EASY LOW CARB KETO CUSTARD RECIPE



Easy Low Carb Keto Custard Recipe image

A 5-ingredient vanilla keto custard recipe! Keto egg custard is super EASY. And, this low carb custard recipe is a perfect dessert for making ahead.

Provided by Maya Krampf

Categories     Dessert

Time 40m

Number Of Ingredients 6

2 large Eggs
2 cups Heavy cream
1/2 cup Besti Powdered Erythritol ((1/2 cup Powdered erythritol))
1/4 tsp Sea salt
2 tsp Vanilla extract
Nutmeg ((optional, for sprinkling))

Steps:

  • Preheat the oven to 350 degrees F (177 degrees C).
  • In a medium bowl, beat the eggs at medium-low speed for about 30 seconds, until frothy.
  • In a small saucepan, combine the cream, powdered erythritol, and sea salt over medium-low heat.

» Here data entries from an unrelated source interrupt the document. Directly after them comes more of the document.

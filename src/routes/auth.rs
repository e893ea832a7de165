//! Auth API endpoints: signup, check_session, login, logout.

use crate::auth::middleware::{AppState, AuthSession};
use crate::auth::password::{hash_password, verify_password};
use crate::auth::session::{generate_session_token, removal_cookie, session_cookie};
use crate::error::{AppError, AppJson};
use crate::models::{LoginRequest, SignupRequest, StoredSession, StoredUser, UserProfile};
use crate::storage;
use axum::{extract::State, http::StatusCode, response::IntoResponse, Json};
use axum_extra::extract::cookie::{Cookie, CookieJar};
use redis::aio::MultiplexedConnection;

/// Create a session for `user_id` and return the cookie carrying its token.
async fn establish_session(
    state: &AppState,
    con: &mut MultiplexedConnection,
    user_id: i64,
) -> Result<Cookie<'static>, AppError> {
    let token = generate_session_token();

    let session = StoredSession {
        token: token.clone(),
        user_id,
        created_at: unix_now(),
    };

    storage::session::store_session(con, &session, state.config.session_ttl_secs).await?;

    Ok(session_cookie(token, state.config.session_cookie_secure))
}

fn unix_now() -> u64 {
    std::time::SystemTime::now()
        .duration_since(std::time::UNIX_EPOCH)
        .map(|d| d.as_secs())
        .unwrap_or(0)
}

async fn redis_connection(state: &AppState) -> Result<MultiplexedConnection, AppError> {
    state
        .redis
        .get_multiplexed_async_connection()
        .await
        .map_err(|e| AppError::Internal(format!("Redis connection error: {}", e)))
}

/// POST /signup — Create an account and establish a session
pub async fn signup(
    State(state): State<AppState>,
    jar: CookieJar,
    AppJson(req): AppJson<SignupRequest>,
) -> Result<impl IntoResponse, AppError> {
    // Presence is enforced by deserialization; emptiness is checked here
    if req.username.is_empty() {
        return Err(AppError::BadRequest(
            "Username must not be empty".to_string(),
        ));
    }

    let password_digest = hash_password(&req.password)?;

    let mut con = redis_connection(&state).await?;

    let user = StoredUser {
        id: storage::next_id(&mut con, "seq:user").await?,
        username: req.username,
        password_digest,
        image_url: req.image_url,
        bio: req.bio,
        created_at: unix_now(),
    };

    // The storage layer claims the username atomically; a lost race leaves
    // no partial record behind
    storage::user::create_user(&mut con, &user)
        .await?
        .ok_or_else(|| AppError::Conflict("Username already exists.".to_string()))?;

    let cookie = establish_session(&state, &mut con, user.id).await?;

    tracing::info!(action = "signup", user_id = %user.id, username = %user.username, "New user registered");

    Ok((
        StatusCode::CREATED,
        jar.add(cookie),
        Json(UserProfile::from(&user)),
    ))
}

/// GET /check_session — Return the current session's user profile
pub async fn check_session(
    session: AuthSession,
    State(state): State<AppState>,
) -> Result<impl IntoResponse, AppError> {
    let mut con = redis_connection(&state).await?;

    // A session can outlive its user record; treat that as unauthorized
    // rather than an internal fault
    let user = storage::user::get_user(&mut con, session.user_id)
        .await?
        .ok_or_else(|| AppError::Unauthorized("Unauthorized".to_string()))?;

    Ok(Json(UserProfile::from(&user)))
}

/// POST /login — Verify credentials and establish a session
pub async fn login(
    State(state): State<AppState>,
    jar: CookieJar,
    AppJson(req): AppJson<LoginRequest>,
) -> Result<impl IntoResponse, AppError> {
    let mut con = redis_connection(&state).await?;

    // Unknown user and wrong password must be indistinguishable to the
    // client to avoid username enumeration
    let user = storage::user::get_user_by_username(&mut con, &req.username).await?;

    let user = match user {
        Some(user) if verify_password(&req.password, &user.password_digest)? => user,
        _ => {
            tracing::warn!(action = "login_failed", username = %req.username, "Invalid credentials");
            return Err(AppError::Unauthorized(
                "Invalid username or password".to_string(),
            ));
        }
    };

    let cookie = establish_session(&state, &mut con, user.id).await?;

    tracing::info!(action = "login", user_id = %user.id, username = %user.username, "User authenticated");

    Ok((jar.add(cookie), Json(UserProfile::from(&user))))
}

/// DELETE /logout — Invalidate the current session (idempotent)
///
/// Logout never fails: anonymous clients, invalid cookies, and storage
/// errors all end in 204. A session the store couldn't delete expires via
/// its TTL.
pub async fn logout(
    session: Option<AuthSession>,
    State(state): State<AppState>,
    jar: CookieJar,
) -> impl IntoResponse {
    // No error when anonymous: logging out twice is a no-op
    if let Some(session) = session {
        let deleted = match redis_connection(&state).await {
            Ok(mut con) => storage::session::delete_session(&mut con, &session.token)
                .await
                .map_err(AppError::from),
            Err(e) => Err(e),
        };

        match deleted {
            Ok(_) => {
                tracing::info!(action = "logout", user_id = %session.user_id, "User logged out");
            }
            Err(e) => {
                tracing::warn!(action = "logout", user_id = %session.user_id, error = %e, "Session deletion failed; token expires via TTL");
            }
        }
    }

    (StatusCode::NO_CONTENT, jar.remove(removal_cookie()))
}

Heat, stirring occasionally, for a few minutes until it reaches 180 degrees F (82 degrees C), or just before boiling. Small bubbles will form on the edges. Do not let it boil. Stir in the vanilla extract.
  • While whisking the eggs constantly, pour the cream into the eggs very slowly in a thin stream.
  • Divide the custard mixture evenly between 6 4-ounce ramekins. Sprinkle the tops lightly with nutmeg.
  • Place the ramekins into a pan with tall sides, and fill the pan with enough water to reach halfway up the sides of the ramekins.
  • Bake for 30 to 40 minutes, until the custard is barely starting to set, but still jiggly. A knife inserted in the center should come out clean.
  • Cool the custard completely to room temperature, until set. Refrigerate afterward if serving later.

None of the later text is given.